The Plain Dealer analysis is weaker than the LA Times, relying on just 2 years worth of data rather than 7. In fact, the Pleain Dealer and NPR stated they only published 4,200 teachers scores and not the 12,000 scores they had data for because most only had 1 years worth of data. A serious error as value-add is known to be highly unreliable and subject to massive variance.

Beyond the questionable statistical analysis, the publication of teachers names and value-added scores has been criticized by a great number of people, including corporate education reformer Bill Gates, in NYT op-ed titled "Shame Is Not the Solution"

LAST week, the New York State Court of Appeals ruled that teachers’ individual performance assessments could be made public. I have no opinion on the ruling as a matter of law, but as a harbinger of education policy in the United States, it is a big mistake.

I am a strong proponent of measuring teachers’ effectiveness, and my foundation works with many schools to help make sure that such evaluations improve the overall quality of teaching. But publicly ranking teachers by name will not help them get better at their jobs or improve student learning. On the contrary, it will make it a lot harder to implement teacher evaluation systems that work.

Gates isn't the only high profile corporate education reformer who is critical of such shaming, Wendy Knopp, CEO of Teach for America has also spoken out against the practice

Kopp is not shy about saying what she'd do differently as New York City schools chancellor. While the Bloomberg administration is fighting the United Federation of Teachers in court for the right to release to the news media individual teachers' "value added" ratings—an estimate of how effective a teacher is at improving his or her students' standardized test scores—Kopp says she finds the idea "baffling" and believes doing so would undermine trust among teachers and between teachers and administrators.

"The principals of very high performing schools would all say their No. 1 strategy is to build extraordinary teams," Kopp said. "I can't imagine it's a good organizational strategy to go publish the names of teachers and one data point about whether they are effective or not in the newspaper."

Indeed, if the editors of the Plain Dealer and NPR had read their own reporting, they would have realized the public release of this information was unsound, unfair and damaging.

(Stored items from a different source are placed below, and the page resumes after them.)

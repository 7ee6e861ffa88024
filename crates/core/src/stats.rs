//! Derived statistics
//!
//! Rates and percentages are computed from stored totals on demand; nothing
//! here is kept as mutable state.

use std::fmt;
use std::time::Duration;

/// Read-only totals taken from a [`Progression`](crate::Progression)
#[derive(Debug, Clone, Copy, PartialEq, Eq)]
pub struct Statistics {
    pub elapsed: Duration,
    pub pieces: u64,
    pub lines_total: u32,
    pub lines_in_level: u32,
    pub lines_per_level: u32,
    pub histogram: [u32; 4],
}

impl Statistics {
    /// Number of clear events of any size
    pub fn clear_events(&self) -> u32 {
        self.histogram.iter().sum()
    }

    pub fn lines_until_next_level(&self) -> u32 {
        self.lines_per_level.saturating_sub(self.lines_in_level)
    }

    pub fn lines_per_second(&self) -> f64 {
        per_second(u64::from(self.lines_total), self.elapsed)
    }

    pub fn pieces_per_second(&self) -> f64 {
        per_second(self.pieces, self.elapsed)
    }

    /// Share of clear events that removed four rows, rounded down.
    /// `None` before the first clear.
    pub fn tetris_percent(&self) -> Option<u32> {
        match self.clear_events() {
            0 => None,
            events => Some(self.histogram[3] * 100 / events),
        }
    }

    /// Play time as `MM:SS`
    pub fn format_elapsed(&self) -> String {
        format_mm_ss(self.elapsed)
    }
}

fn per_second(count: u64, elapsed: Duration) -> f64 {
    if elapsed.is_zero() {
        return 0.0;
    }
    count as f64 / elapsed.as_secs_f64()
}

/// Whole minutes and seconds, truncated
pub fn format_mm_ss(elapsed: Duration) -> String {
    let secs = elapsed.as_secs();
    format!("{:02}:{:02}", secs / 60, secs % 60)
}

impl fmt::Display for Statistics {
    fn fmt(&self, f: &mut fmt::Formatter<'_>) -> fmt::Result {
        writeln!(f, "Time: {}", self.format_elapsed())?;
        writeln!(f, "Pieces: {}", self.pieces)?;
        write!(f, "Lines: {}", self.lines_total)?;
        if let Some(percent) = self.tetris_percent() {
            writeln!(f)?;
            writeln!(f, "Singles: {}", self.histogram[0])?;
            writeln!(f, "Doubles: {}", self.histogram[1])?;
            writeln!(f, "Triples: {}", self.histogram[2])?;
            writeln!(f, "Tetrises: {}", self.histogram[3])?;
            write!(f, "Tetris%: {percent}%")?;
        }
        Ok(())
    }
}
//! URL 验证模块
//!
//! 验证目标 URL 安全性，阻止危险协议

use url::Url;

/// 目标 URL 最大长度
const MAX_URL_LENGTH: usize = 2048;

/// 危险协议列表
const DANGEROUS_PROTOCOLS: &[&str] = &[
    "javascript:",
    "data:",
    "file:",
    "vbscript:",
    "about:",
    "blob:",
];

/// 验证目标 URL
///
/// 检查项目：
/// 1. URL 不为空、不超长
/// 2. 不是危险协议（javascript:, data:, file: 等）
/// 3. 必须是 http:// 或 https://
/// 4. URL 格式有效
pub fn validate_url(url: &str) -> Result<(), String> {
    let url = url.trim();

    if url.is_empty() {
        return Err("URL cannot be empty".to_string());
    }

    if url.len() > MAX_URL_LENGTH {
        return Err(format!("URL cannot exceed {} characters", MAX_URL_LENGTH));
    }

    let url_lower = url.to_lowercase();

    for proto in DANGEROUS_PROTOCOLS {
        if url_lower.starts_with(proto) {
            return Err(format!("Dangerous protocol blocked: {}", proto));
        }
    }

    if !url_lower.starts_with("http://") && !url_lower.starts_with("https://") {
        return Err("Only http:// and https:// URLs are allowed".to_string());
    }

    Url::parse(url).map_err(|e| format!("Invalid URL format: {}", e))?;

    Ok(())
}

#[cfg(test)]
mod tests {
    use super::*;

    #[test]
    fn test_valid_urls() {
        assert!(validate_url("https://example.com").is_ok());
        assert!(validate_url("http://example.com/path?q=1").is_ok());
        assert!(validate_url("  https://example.com  ").is_ok());
    }

    #[test]
    fn test_rejects_dangerous_protocols() {
        assert!(validate_url("javascript:alert(1)").is_err());
        assert!(validate_url("data:text/html,<h1>x</h1>").is_err());
        assert!(validate_url("file:///etc/passwd").is_err());
    }

    #[test]
    fn test_rejects_other_schemes_and_garbage() {
        assert!(validate_url("ftp://example.com").is_err());
        assert!(validate_url("").is_err());
        assert!(validate_url("not a url").is_err());
    }

    #[test]
    fn test_rejects_oversized_url() {
        let long = format!("https://example.com/{}", "a".repeat(MAX_URL_LENGTH));
        assert!(validate_url(&long).is_err());
    }
}
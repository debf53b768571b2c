pub use sea_orm_migration::prelude::*;

pub mod entities;
mod m20260801_000001_short_links;

pub struct Migrator;

#[async_trait::async_trait]
impl MigratorTrait for Migrator {
    fn migrations() -> Vec<Box<dyn MigrationTrait>> {
        vec![Box::new(m20260801_000001_short_links::Migration)]
    }
}
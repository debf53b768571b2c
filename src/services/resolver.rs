//! Cache-aside resolution layer.
//!
//! The read path checks the fast tier first and falls back to the store on
//! miss, repopulating on the way out. Fast-tier faults are soft: the resolve
//! path never fails because the cache is down, only store faults surface.

use std::sync::{Arc, Mutex};

use tokio::task::JoinHandle;
use tracing::{debug, warn};

use crate::cache::{FastTier, url_key};
use crate::clicks::ClickAccumulator;
use crate::errors::Result;
use crate::storage::LinkStore;

/// Fire-and-forget side effects of the hot path (TTL refresh, cache
/// repopulation, click recording). Excluded from the resolve latency budget;
/// tests call [`SideEffects::flush`] to await eventual state.
#[derive(Default)]
struct SideEffects {
    handles: Mutex<Vec<JoinHandle<()>>>,
}

impl SideEffects {
    fn push(&self, handle: JoinHandle<()>) {
        let mut handles = self.handles.lock().unwrap();
        // 已完成的任务顺手清掉，避免无限增长
        handles.retain(|h| !h.is_finished());
        handles.push(handle);
    }

    async fn flush(&self) {
        let drained: Vec<JoinHandle<()>> = {
            let mut handles = self.handles.lock().unwrap();
            handles.drain(..).collect()
        };
        for handle in drained {
            let _ = handle.await;
        }
    }
}

pub struct Resolver {
    tier: Arc<dyn FastTier>,
    store: Arc<dyn LinkStore>,
    accumulator: Arc<ClickAccumulator>,
    ttl_secs: u64,
    side_effects: SideEffects,
}

impl Resolver {
    pub fn new(
        tier: Arc<dyn FastTier>,
        store: Arc<dyn LinkStore>,
        accumulator: Arc<ClickAccumulator>,
        ttl_secs: u64,
    ) -> Self {
        Self {
            tier,
            store,
            accumulator,
            ttl_secs,
            side_effects: SideEffects::default(),
        }
    }

    /// Resolve a short id to its long URL.
    ///
    /// `Ok(None)` means the id does not exist; misses are never cached
    /// negatively. Only store faults produce an `Err`.
    pub async fn resolve(&self, id: &str) -> Result<Option<String>> {
        let key = url_key(id);

        match self.tier.get(&key).await {
            Ok(Some(long_url)) => {
                // 命中：滑动续期 + 记一次点击，都移出热路径
                let tier = self.tier.clone();
                let accumulator = self.accumulator.clone();
                let ttl = self.ttl_secs;
                let id = id.to_string();
                self.side_effects.push(tokio::spawn(async move {
                    if let Err(e) = tier.expire(&key, ttl).await {
                        debug!("TTL refresh failed for {}: {}", id, e);
                    }
                    accumulator.record(&id).await;
                }));

                return Ok(Some(long_url));
            }
            Ok(None) => {}
            Err(e) => {
                // 快速层故障降级到存储，不向调用方暴露
                debug!("Cache read failed for {}, falling back to store: {}", id, e);
            }
        }

        let Some(record) = self.store.find(id).await? else {
            debug!("Short id not found: {}", id);
            return Ok(None);
        };

        let long_url = record.long_url.clone();
        let tier = self.tier.clone();
        let accumulator = self.accumulator.clone();
        let ttl = self.ttl_secs;
        let id = id.to_string();
        self.side_effects.push(tokio::spawn(async move {
            if let Err(e) = tier.set_with_ttl(&key, &record.long_url, ttl).await {
                warn!("Cache repopulation failed for {}: {}", id, e);
            }
            accumulator.record(&id).await;
        }));

        Ok(Some(long_url))
    }

    /// Warm the cache entry after a successful create. Best-effort.
    pub async fn populate(&self, id: &str, long_url: &str) {
        if let Err(e) = self
            .tier
            .set_with_ttl(&url_key(id), long_url, self.ttl_secs)
            .await
        {
            warn!("Cache populate failed for {}: {}", id, e);
        }
    }

    /// Drop the cache entry and then any pending click counter, in that
    /// order, so a later drain cannot re-credit a deleted id. Best-effort.
    pub async fn invalidate(&self, id: &str) {
        if let Err(e) = self.tier.del(&url_key(id)).await {
            warn!("Cache invalidate failed for {}: {}", id, e);
        }
        self.accumulator.purge(id).await;
    }

    /// Await all pending hot-path side effects. Test hook.
    pub async fn flush_side_effects(&self) {
        self.side_effects.flush().await;
    }
}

Let's look at the warning signs in their own reporting

...scores can vary from year to year.

Yet they relied upon only 1 years worth of data for much of their analysis, and just 2 for the teachers whose names they published.

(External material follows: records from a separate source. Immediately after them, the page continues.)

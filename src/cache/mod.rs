//! Fast-tier client abstraction.
//!
//! The fast tier carries two kinds of keys: `url:{id}` cache entries with a
//! sliding TTL (advisory, losing one only costs a store read) and
//! `clicks:{id}` write-behind counters (no TTL, must survive until drained).
//! Every operation is an I/O suspension point; callers treat failures as
//! soft and degrade to the store.

use std::sync::Arc;
use tracing::error;

use crate::errors::{LinkletError, Result};

pub mod memory;
pub mod redis;

pub use memory::MemoryFastTier;
pub use redis::RedisFastTier;

/// Cache entry key for a resolved short id.
pub fn url_key(id: &str) -> String {
    format!("url:{}", id)
}

/// Accumulator key holding the click delta since the last drain.
pub fn clicks_key(id: &str) -> String {
    format!("clicks:{}", id)
}

/// Scan pattern matching all pending accumulator keys.
pub const CLICKS_PATTERN: &str = "clicks:*";

/// Strips the accumulator prefix back off a scanned key.
pub fn id_from_clicks_key(key: &str) -> &str {
    key.strip_prefix("clicks:").unwrap_or(key)
}

#[async_trait::async_trait]
pub trait FastTier: Send + Sync {
    async fn get(&self, key: &str) -> Result<Option<String>>;
    async fn set_with_ttl(&self, key: &str, value: &str, ttl_secs: u64) -> Result<()>;
    /// Refresh the TTL of an existing key (sliding expiration).
    async fn expire(&self, key: &str, ttl_secs: u64) -> Result<()>;
    /// Atomic increment; creates the key at 1 if absent. No TTL.
    async fn incr(&self, key: &str) -> Result<i64>;
    async fn del(&self, key: &str) -> Result<()>;
    /// Non-blocking cursor iteration. A cycle is complete when the returned
    /// cursor is 0 again.
    async fn scan(&self, cursor: u64, pattern: &str) -> Result<(u64, Vec<String>)>;
}

pub struct FastTierFactory;

impl FastTierFactory {
    pub fn create() -> Result<Arc<dyn FastTier>> {
        let config = crate::config::get_config();

        match config.cache.backend.as_str() {
            "redis" => {
                let tier = RedisFastTier::new(
                    &config.cache.redis_url,
                    &config.cache.key_prefix,
                    config.cache.op_timeout_ms,
                )?;
                Ok(Arc::new(tier) as Arc<dyn FastTier>)
            }
            "memory" => Ok(Arc::new(MemoryFastTier::new()) as Arc<dyn FastTier>),
            other => {
                error!("Unknown fast tier backend: {}", other);
                Err(LinkletError::cache_connection(format!(
                    "Unknown fast tier backend: {}. Supported: redis, memory",
                    other
                )))
            }
        }
    }
}

#[cfg(test)]
mod tests {
    use super::*;

    #[test]
    fn test_key_helpers() {
        assert_eq!(url_key("abc123"), "url:abc123");
        assert_eq!(clicks_key("abc123"), "clicks:abc123");
        assert_eq!(id_from_clicks_key("clicks:abc123"), "abc123");
    }
}
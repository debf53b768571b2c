use std::sync::Arc;

use actix_web::{HttpRequest, HttpResponse, web};
use serde::Deserialize;
use serde_json::json;

use crate::api::{authorized, error_response, unauthorized};
use crate::services::{CreateLinkRequest, LinkService};

/// 未接入用户系统时的默认属主
const DEFAULT_OWNER: &str = "admin";

#[derive(Debug, Deserialize)]
pub struct CreateLinkPayload {
    pub id: Option<String>,
    pub long_url: String,
    pub title: Option<String>,
    pub owner: Option<String>,
}

#[derive(Debug, Deserialize)]
pub struct OwnerQuery {
    pub owner: Option<String>,
}

impl OwnerQuery {
    fn owner(&self) -> &str {
        self.owner.as_deref().unwrap_or(DEFAULT_OWNER)
    }
}

pub async fn create_link(
    req: HttpRequest,
    payload: web::Json<CreateLinkPayload>,
    service: web::Data<Arc<LinkService>>,
) -> HttpResponse {
    if !authorized(&req) {
        return unauthorized();
    }

    let payload = payload.into_inner();
    let request = CreateLinkRequest {
        id: payload.id,
        long_url: payload.long_url,
        owner: payload.owner.unwrap_or_else(|| DEFAULT_OWNER.to_string()),
        title: payload.title,
    };

    match service.create(request).await {
        Ok(record) => HttpResponse::Created().json(json!({ "data": record })),
        Err(e) => error_response(&e),
    }
}

pub async fn delete_link(
    req: HttpRequest,
    path: web::Path<String>,
    query: web::Query<OwnerQuery>,
    service: web::Data<Arc<LinkService>>,
) -> HttpResponse {
    if !authorized(&req) {
        return unauthorized();
    }

    match service.delete(&path.into_inner(), query.owner()).await {
        Ok(()) => HttpResponse::Ok().json(json!({ "deleted": true })),
        Err(e) => error_response(&e),
    }
}

pub async fn get_link(
    req: HttpRequest,
    path: web::Path<String>,
    query: web::Query<OwnerQuery>,
    service: web::Data<Arc<LinkService>>,
) -> HttpResponse {
    if !authorized(&req) {
        return unauthorized();
    }

    match service.get_info(&path.into_inner(), query.owner()).await {
        Ok(record) => HttpResponse::Ok().json(json!({ "data": record })),
        Err(e) => error_response(&e),
    }
}

pub async fn list_links(
    req: HttpRequest,
    query: web::Query<OwnerQuery>,
    service: web::Data<Arc<LinkService>>,
) -> HttpResponse {
    if !authorized(&req) {
        return unauthorized();
    }

    match service.list(query.owner()).await {
        Ok(records) => HttpResponse::Ok().json(json!({ "data": records })),
        Err(e) => error_response(&e),
    }
}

...decided it was more important to provide information — even if flawed.

How can it be useful to the layperson to be provided with flawed information? Why would a newspaper knowingly publish flawed information?

...these scores are only a part of the criteria necessary for full and accurate evaluation of an individual teacher.

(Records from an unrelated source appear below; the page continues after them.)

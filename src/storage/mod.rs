use std::sync::Arc;
use tracing::error;

use crate::clicks::ClickSink;
use crate::errors::{LinkletError, Result};

pub mod backends;
pub mod models;

pub use models::{NewLink, ShortLinkRecord};

/// Authoritative persistent store for short links.
///
/// Store faults are user-visible; callers abort on them. Id uniqueness is
/// enforced here: a duplicate insert fails atomically with `DuplicateId`,
/// which closes the allocator's check-then-insert race.
#[async_trait::async_trait]
pub trait LinkStore: Send + Sync {
    async fn exists(&self, id: &str) -> Result<bool>;
    async fn find(&self, id: &str) -> Result<Option<ShortLinkRecord>>;
    async fn create(&self, link: NewLink) -> Result<ShortLinkRecord>;
    async fn delete(&self, id: &str, owner: &str) -> Result<()>;
    async fn list_by_owner(&self, owner: &str) -> Result<Vec<ShortLinkRecord>>;

    /// 点击量批量写入接口
    fn as_click_sink(&self) -> Option<Arc<dyn ClickSink>> {
        None
    }
}

pub struct StoreFactory;

impl StoreFactory {
    pub async fn create() -> Result<Arc<dyn LinkStore>> {
        let config = crate::config::get_config();
        let backend = &config.database.backend;
        let database_url = &config.database.database_url;

        match backend.as_str() {
            "sqlite" | "mysql" | "postgres" | "mariadb" => {
                let store = backends::sea_orm::SeaOrmStore::new(database_url, backend).await?;
                Ok(Arc::new(store) as Arc<dyn LinkStore>)
            }
            _ => {
                error!("Unknown store backend: {}", backend);
                Err(LinkletError::database_config(format!(
                    "Unknown store backend: {}. Supported: sqlite, mysql, postgres, mariadb",
                    backend
                )))
            }
        }
    }
}
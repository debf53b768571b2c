pub mod allocator;
pub mod link_service;
pub mod resolver;

pub use allocator::IdAllocator;
pub use link_service::{CreateLinkRequest, LinkService};
pub use resolver::Resolver;
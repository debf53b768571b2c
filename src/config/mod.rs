//! Static application configuration.
//!
//! Loaded once at startup from a TOML file with environment variable
//! overrides. Access the singleton via [`get_config`] after [`init_config`].

mod r#impl;

use serde::Deserialize;

#[derive(Debug, Clone, Deserialize, Default)]
pub struct AppConfig {
    #[serde(default)]
    pub server: ServerConfig,
    #[serde(default)]
    pub database: DatabaseConfig,
    #[serde(default)]
    pub cache: CacheConfig,
    #[serde(default)]
    pub sync: SyncConfig,
    #[serde(default)]
    pub allocator: AllocatorConfig,
}

#[derive(Debug, Clone, Deserialize)]
#[serde(default)]
pub struct ServerConfig {
    pub host: String,
    pub port: u16,
    /// Bearer token guarding the management API. Empty disables it.
    pub admin_token: String,
}

impl Default for ServerConfig {
    fn default() -> Self {
        Self {
            host: "127.0.0.1".to_string(),
            port: 8080,
            admin_token: String::new(),
        }
    }
}

#[derive(Debug, Clone, Deserialize)]
#[serde(default)]
pub struct DatabaseConfig {
    /// sqlite | mysql | postgres
    pub backend: String,
    pub database_url: String,
}

impl Default for DatabaseConfig {
    fn default() -> Self {
        Self {
            backend: "sqlite".to_string(),
            database_url: "sqlite://linklet.db".to_string(),
        }
    }
}

#[derive(Debug, Clone, Deserialize)]
#[serde(default)]
pub struct CacheConfig {
    /// redis | memory
    pub backend: String,
    pub redis_url: String,
    pub key_prefix: String,
    /// Sliding TTL for url entries, in seconds.
    pub default_ttl: u64,
    /// Per-operation timeout; on expiry the caller degrades to the store.
    pub op_timeout_ms: u64,
}

impl Default for CacheConfig {
    fn default() -> Self {
        Self {
            backend: "redis".to_string(),
            redis_url: "redis://127.0.0.1:6379".to_string(),
            key_prefix: String::new(),
            default_ttl: 3600,
            op_timeout_ms: 500,
        }
    }
}

#[derive(Debug, Clone, Deserialize)]
#[serde(default)]
pub struct SyncConfig {
    /// Interval between click drain cycles, in seconds.
    pub interval_secs: u64,
}

impl Default for SyncConfig {
    fn default() -> Self {
        Self { interval_secs: 300 }
    }
}

#[derive(Debug, Clone, Deserialize)]
#[serde(default)]
pub struct AllocatorConfig {
    pub id_length: usize,
    pub max_attempts: usize,
}

impl Default for AllocatorConfig {
    fn default() -> Self {
        Self {
            id_length: 6,
            max_attempts: 10,
        }
    }
}

pub use r#impl::{get_config, init_config};
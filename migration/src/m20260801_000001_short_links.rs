use sea_orm_migration::prelude::*;

#[derive(DeriveMigrationName)]
pub struct Migration;

#[async_trait::async_trait]
impl MigrationTrait for Migration {
    async fn up(&self, manager: &SchemaManager) -> Result<(), DbErr> {
        manager
            .create_table(
                Table::create()
                    .table(ShortLink::Table)
                    .if_not_exists()
                    .col(
                        ColumnDef::new(ShortLink::ShortId)
                            .string()
                            .not_null()
                            .primary_key(),
                    )
                    .col(ColumnDef::new(ShortLink::LongUrl).text().not_null())
                    .col(ColumnDef::new(ShortLink::Owner).string().not_null())
                    .col(ColumnDef::new(ShortLink::Title).string().null())
                    .col(
                        ColumnDef::new(ShortLink::ClickCount)
                            .big_integer()
                            .not_null()
                            .default(0),
                    )
                    .col(
                        ColumnDef::new(ShortLink::CreatedAt)
                            .timestamp_with_time_zone()
                            .not_null(),
                    )
                    .col(
                        ColumnDef::new(ShortLink::UpdatedAt)
                            .timestamp_with_time_zone()
                            .not_null(),
                    )
                    .to_owned(),
            )
            .await?;

        // 按属主分页查询链接列表
        manager
            .create_index(
                Index::create()
                    .if_not_exists()
                    .name("idx_owner_created_at")
                    .table(ShortLink::Table)
                    .col(ShortLink::Owner)
                    .col(ShortLink::CreatedAt)
                    .to_owned(),
            )
            .await?;

        Ok(())
    }

    async fn down(&self, manager: &SchemaManager) -> Result<(), DbErr> {
        manager
            .drop_index(Index::drop().name("idx_owner_created_at").to_owned())
            .await?;

        manager
            .drop_table(Table::drop().table(ShortLink::Table).to_owned())
            .await
    }
}

#[derive(DeriveIden)]
enum ShortLink {
    #[sea_orm(iden = "short_links")]
    Table,
    ShortId,
    LongUrl,
    Owner,
    Title,
    ClickCount,
    CreatedAt,
    UpdatedAt,
}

And yet they publish 4,200 teachers value-added scores based solely on value add, which at best makes up only 35% of a teachers evaluation. Lay people will not understand these scores are only a partial measurment of a teachers effectiveness, and a poor one at that.

...There are a lot of questions still about the particular formula Ohio.

Indeed, so many questions that one would best be advised to wait until those questions are answered before publically shaming teachers who were part of a pilot program being used to answer those questions.

...variables beyond a teacher’s control need to be considered in arriving at a fair and accurate formula.

Yet none of these reporters considered any of these factors in publishing teachers names, and readers will wholly miss that necassary context.

...The company that calculates value-added for Ohio says scores are most reliable with three years of data.

Again, the data is unreliable, especially with less than 3 years worth of data, yet the Plain Dealer and NRP decided they should shame teachers using just 2 years worth of data.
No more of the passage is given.